ROMANCE ON THE HIGH SEAS!
Newcastle to Stockton? Five minutes!
We scarcely sit down but we're there!
The ferry goes backwards and forwards
And it's cheap with a Pensioners' fare.
But I'll tell you a story of romance
That blossomed on board.....only just!
Get a tissue if you're sentimental.
And remember! It's love and not lust!
She was riding one day on the ferry,
A totally humdrum event.
She didn't much care where she'd come from,
She didn't much care where she went.
She'd had a bad day at the office;
She really felt dead on her feet,
So she found an obscure little corner
And simply sagged down in her seat.
He was standing alone when she saw him,
Just staring out over the rail.
His shoulders were slumped and dejected
As though he were going to gaol.
He half-turned his head and he saw her.
Their eyes seemed to lock in the glance
And she suddenly found that her sad little heart
Was doing a spirited dance.
In a trice, they were over in Stockton,
But she simply stayed in her seat.
She just couldn't walk to the gang-plank!

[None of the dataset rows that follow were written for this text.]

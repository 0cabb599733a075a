use std::fmt;

use engine::{Backend, Circuit, Compiler, Value};
use tracing::{debug, error, info, info_span};

use crate::{
    band::Band,
    circuit::DominantBand,
    config::Config,
    error::{PipelineError, Stage},
    samples::{RangePolicy, SampleSet},
};

/// Decrypted outcome of one classification.
#[derive(Debug, Clone, Copy, PartialEq, Eq)]
pub struct Classification {
    pub ordinal: i64,
    pub band: Option<Band>,
}

impl Classification {
    pub fn from_ordinal(ordinal: i64) -> Self {
        Self {
            ordinal,
            band: Band::from_ordinal(ordinal),
        }
    }

    /// Band name, or `"Unknown"` for an ordinal outside `0..=4`.
    pub fn name(&self) -> &'static str {
        self.band.map(Band::name).unwrap_or("Unknown")
    }

    /// The line printed for this result.
    pub fn render(&self) -> String {
        match self.band {
            Some(band) => format!("Classified Brainwave: {band}"),
            None => "Brainwave Type: Unknown".to_string(),
        }
    }
}

impl fmt::Display for Classification {
    fn fmt(&self, f: &mut fmt::Formatter<'_>) -> fmt::Result {
        f.write_str(self.name())
    }
}

/// Checks that a decrypted ordinal names a band.
pub fn interpret(ordinal: i64) -> Result<Classification, PipelineError> {
    let classification: Classification = Classification::from_ordinal(ordinal);
    if classification.band.is_none() {
        error!(ordinal, "decrypted ordinal is not a band");
        return Err(PipelineError::Inconsistent { ordinal });
    }
    Ok(classification)
}

/// Compiles the dominant-band circuit for the configured input set.
pub fn compile<B: Backend>(config: &Config) -> Result<Circuit<B>, PipelineError> {
    let inputset: Vec<Vec<Vec<i64>>> = config
        .inputset
        .sample_sets()?
        .iter()
        .map(SampleSet::to_args)
        .collect();
    info!(stage = %Stage::Compile, backend = B::NAME, samples = inputset.len(), "compiling");
    let circuit: Circuit<B> = Compiler::new(DominantBand, &DominantBand::encryption_statuses())
        .with_parameters(config.engine.parameters.clone())
        .compile(&inputset)
        .map_err(PipelineError::at(Stage::Compile))?;
    debug!(
        shapes = ?circuit.shapes(),
        width = circuit.encoding().width().0,
        statistics = ?circuit.statistics(),
        "compiled"
    );
    Ok(circuit)
}

/// A compiled classification circuit together with its key material.
///
/// Opening a session compiles and generates keys; [Session::close] releases
/// them. The session plays both parties: it encrypts and decrypts with the
/// client key, and hands evaluation to a copy of the circuit that holds the
/// evaluation key only. Classifications only need `&self` and may run from
/// several threads at once.
pub struct Session<B: Backend> {
    circuit: Circuit<B>,
    evaluator: Circuit<B>,
    range_policy: RangePolicy,
}

impl<B: Backend> Session<B> {
    pub fn open(config: &Config) -> Result<Self, PipelineError> {
        Self::with_circuit(compile::<B>(config)?, config)
    }

    /// Generates keys for an already compiled circuit.
    pub fn with_circuit(mut circuit: Circuit<B>, config: &Config) -> Result<Self, PipelineError> {
        info!(stage = %Stage::KeyGen, backend = B::NAME, "generating keys");
        circuit.keygen().map_err(PipelineError::at(Stage::KeyGen))?;
        let evaluator: Circuit<B> = circuit.evaluator().map_err(PipelineError::at(Stage::KeyGen))?;
        Ok(Self {
            circuit,
            evaluator,
            range_policy: config.input.range_policy,
        })
    }

    /// The client side: holds the client key.
    pub fn circuit(&self) -> &Circuit<B> {
        &self.circuit
    }

    /// The evaluating side: holds the evaluation key and nothing else.
    pub fn evaluator(&self) -> &Circuit<B> {
        &self.evaluator
    }

    pub fn range_policy(&self) -> RangePolicy {
        self.range_policy
    }

    /// Number of samples the circuit was compiled for.
    pub fn sample_len(&self) -> usize {
        self.circuit.shapes()[0]
    }

    pub fn encrypt(&self, samples: &SampleSet) -> Result<Vec<Value<B>>, PipelineError> {
        debug!(stage = %Stage::Encrypt, n = samples.len());
        self.circuit
            .encrypt(&samples.to_args())
            .map_err(PipelineError::at(Stage::Encrypt))
    }

    pub fn evaluate(&self, args: &[Value<B>]) -> Result<Value<B>, PipelineError> {
        debug!(stage = %Stage::Evaluate);
        self.evaluator.run(args).map_err(PipelineError::at(Stage::Evaluate))
    }

    pub fn decrypt(&self, result: &Value<B>) -> Result<Classification, PipelineError> {
        debug!(stage = %Stage::Decrypt);
        let ordinal: i64 = self
            .circuit
            .decrypt(result)
            .map_err(PipelineError::at(Stage::Decrypt))?;
        interpret(ordinal)
    }

    /// Encrypts, evaluates and decrypts one sample set.
    pub fn classify(&self, samples: &SampleSet) -> Result<Classification, PipelineError> {
        let _span = info_span!("classify", backend = B::NAME, n = samples.len()).entered();
        let args: Vec<Value<B>> = self.encrypt(samples)?;
        let result: Value<B> = self.evaluate(&args)?;
        let classification: Classification = self.decrypt(&result)?;
        info!(band = classification.name(), "classified");
        Ok(classification)
    }

    /// Scales raw values under the session's range policy, then classifies.
    pub fn classify_hz(&self, powers: &[f64], frequencies: &[f64]) -> Result<Classification, PipelineError> {
        let samples: SampleSet = SampleSet::from_hz(powers, frequencies, self.range_policy)?;
        self.classify(&samples)
    }

    /// Replaces the key material. Values encrypted before fail to evaluate
    /// or decrypt afterwards.
    pub fn regenerate_keys(&mut self) -> Result<(), PipelineError> {
        info!(stage = %Stage::KeyGen, "regenerating keys");
        self.circuit
            .keygen_force()
            .map_err(PipelineError::at(Stage::KeyGen))?;
        self.evaluator = self.circuit.evaluator().map_err(PipelineError::at(Stage::KeyGen))?;
        Ok(())
    }

    /// Drops the circuit and key material.
    pub fn close(self) {
        info!(backend = B::NAME, "session closed");
    }
}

Her heart was still missing a beat!
Then he came and sat down right beside her,
As the ferry-boat set off once more,
And they sat, without words, as the ship sailed
For the city they'd left just before.
It was backwards and forwards they travelled,
And, although you may think it absurd,
They went back and forth, back and forth, back and forth,
And they never said one single word!
Then, just a they pulled into Stockton,
And she'd made up her mind she must land,
He drew in his breath with a sort of a gasp
And just made a grab for her hand!
Now they travel a lot on the ferry,
And the kids often come with their bikes,
And they walk and they swim and they picnic,
For that's what the family likes.
And, often, they share silent laughter,
As they think of that long-ago day,
And when they sail over from Stockton
He still holds her hand all the way.